Each morning, Maria Ramírez delivers newspapers to some 800 homes in the towns of Bedford and Concord, Massachusetts, in a route that takes her at least 10 hours. Last September, one of her clients on that route sent her an anonymous letter that changed her life.
"I hope that when our new President gets elected and America becomes great again, you won’t have this job anymore," it said. "Sadly you deserve nothing."
The letter arrived around Labor Day, when Ramírez left her customers a note and a self-addressed envelope with their newspapers, as a way to seek tips. "The salary is not very high so we live off tips," explains Ramírez, who is originally from Colombia.
A few days later, the anonymous letter arrived to her house in the mail.

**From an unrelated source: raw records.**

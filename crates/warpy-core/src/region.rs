//! Region requests and floating-point bounds
//!
//! A [`RegionRequest`] names a rectangle in full-resolution pixel coordinates
//! together with the downsample factor at which it should be delivered and
//! the z-slice / timepoint it belongs to. The delivered raster holds roughly
//! `width / downsample` by `height / downsample` pixels.

use crate::error::{Error, Result};

/// A rectangular region at a given resolution
#[derive(Debug, Clone, Copy, PartialEq)]
pub struct RegionRequest {
    /// Downsample factor (1.0 = full resolution)
    pub downsample: f64,
    /// Left edge, full-resolution pixels
    pub x: i32,
    /// Top edge, full-resolution pixels
    pub y: i32,
    /// Width in full-resolution pixels
    pub width: u32,
    /// Height in full-resolution pixels
    pub height: u32,
    /// Z-slice index
    pub z: u32,
    /// Timepoint index
    pub t: u32,
}

impl RegionRequest {
    /// Create a request for plane (z = 0, t = 0)
    ///
    /// # Errors
    ///
    /// See [`RegionRequest::validate`].
    pub fn new(downsample: f64, x: i32, y: i32, width: u32, height: u32) -> Result<Self> {
        let request = RegionRequest {
            downsample,
            x,
            y,
            width,
            height,
            z: 0,
            t: 0,
        };
        request.validate()?;
        Ok(request)
    }

    /// Same region on another plane
    pub fn with_plane(mut self, z: u32, t: u32) -> Self {
        self.z = z;
        self.t = t;
        self
    }

    /// Check that the request describes a non-empty region
    ///
    /// # Errors
    ///
    /// Returns `Error::InvalidParameter` if the downsample is not a positive
    /// finite number, and `Error::InvalidDimension` for an empty region.
    pub fn validate(&self) -> Result<()> {
        if !(self.downsample.is_finite() && self.downsample > 0.0) {
            return Err(Error::InvalidParameter(format!(
                "downsample must be positive and finite, got {}",
                self.downsample
            )));
        }
        if self.width == 0 || self.height == 0 {
            return Err(Error::InvalidDimension {
                width: self.width,
                height: self.height,
            });
        }
        Ok(())
    }

    /// Size of the raster that satisfies this request
    ///
    /// `floor(extent / downsample)`, but never smaller than one pixel.
    pub fn output_size(&self) -> (u32, u32) {
        let w = (self.width as f64 / self.downsample).floor().max(1.0);
        let h = (self.height as f64 / self.downsample).floor().max(1.0);
        (w as u32, h as u32)
    }
}

/// Axis-aligned floating-point bounding box
#[derive(Debug, Clone, Copy, PartialEq)]
pub struct Bounds {
    pub min_x: f64,
    pub min_y: f64,
    pub max_x: f64,
    pub max_y: f64,
}

impl Default for Bounds {
    fn default() -> Self {
        Self::empty()
    }
}

impl Bounds {
    /// A box containing nothing; the first included point defines it
    pub fn empty() -> Self {
        Bounds {
            min_x: f64::INFINITY,
            min_y: f64::INFINITY,
            max_x: f64::NEG_INFINITY,
            max_y: f64::NEG_INFINITY,
        }
    }

    pub fn new(min_x: f64, min_y: f64, max_x: f64, max_y: f64) -> Self {
        Bounds {
            min_x,
            min_y,
            max_x,
            max_y,
        }
    }

    /// Grow the box to contain (x, y); non-finite points are ignored
    pub fn include(&mut self, x: f64, y: f64) {
        if !(x.is_finite() && y.is_finite()) {
            return;
        }
        self.min_x = self.min_x.min(x);
        self.min_y = self.min_y.min(y);
        self.max_x = self.max_x.max(x);
        self.max_y = self.max_y.max(y);
    }

    pub fn is_empty(&self) -> bool {
        !(self.min_x <= self.max_x && self.min_y <= self.max_y)
    }

    pub fn width(&self) -> f64 {
        if self.is_empty() {
            0.0
        } else {
            self.max_x - self.min_x
        }
    }

    pub fn height(&self) -> f64 {
        if self.is_empty() {
            0.0
        } else {
            self.max_y - self.min_y
        }
    }

    /// Inclusive containment test
    pub fn contains(&self, x: f64, y: f64) -> bool {
        x >= self.min_x && x <= self.max_x && y >= self.min_y && y <= self.max_y
    }

    /// Smallest box with integer edges containing this one
    pub fn snapped_outward(&self) -> Self {
        Bounds {
            min_x: self.min_x.floor(),
            min_y: self.min_y.floor(),
            max_x: self.max_x.ceil(),
            max_y: self.max_y.ceil(),
        }
    }

    /// Grow every side by `pad`
    pub fn padded(&self, pad: f64) -> Self {
        Bounds {
            min_x: self.min_x - pad,
            min_y: self.min_y - pad,
            max_x: self.max_x + pad,
            max_y: self.max_y + pad,
        }
    }

    /// Intersection with another box (may be empty)
    pub fn intersect(&self, other: &Bounds) -> Self {
        Bounds {
            min_x: self.min_x.max(other.min_x),
            min_y: self.min_y.max(other.min_y),
            max_x: self.max_x.min(other.max_x),
            max_y: self.max_y.min(other.max_y),
        }
    }
}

"I felt really humiliated," she told Univision by phone. "It’s as if they knew that I don’t have papers because I’m Hispanic."
In spite of her shock, Ramírez decided to write up a follow-up note to her 800 clients. In this second missive, she attached a copy of the note and invited her customers to give suggestions about how she could improve her work. "I will try my best to do better," she wrote.
The response was overwhelming: Ramírez received more than 100 letters of support.
"In my opinion the letter you received is thinly disguised racism," said one. "I hope you can see the absurdity and ridiculousness of this person’s rant."
"One of the best things about the United States is that we are one country even though our ancestors came from different countries," said another. "You should feel proud of what you do."
Ramírez said the letters lifted her spirits after the emotional blow. "Maybe they felt sorry, but at least now I know that not everyone thinks like that person," she said.
Although the incident was painful and scary, racist or offensive comments are not a crime actionable through the law. "Legally we can't do anything," said Scott Smith, a Bedford police detective who worked with Ramírez after the incident. "But we can still discuss how that speech impacted her and try to find out who is responsible for this. We can try to bring people together." The police were not able to identify the letter's author.
Today María Ramírez still distributes the newspaper every day, just as she's done for the past 12 years. She works at night and sleeps during the day. "This job is very hard. Americans don’t like to do it," she said, adding that she can’t miss a day or she’ll lose her route. "I've worked while I'm sick."
Although she tries to think of the letters of support she received, Ramirez still fears meeting her unhappy customer one day. "You throw the newspaper and think: could this be the person?"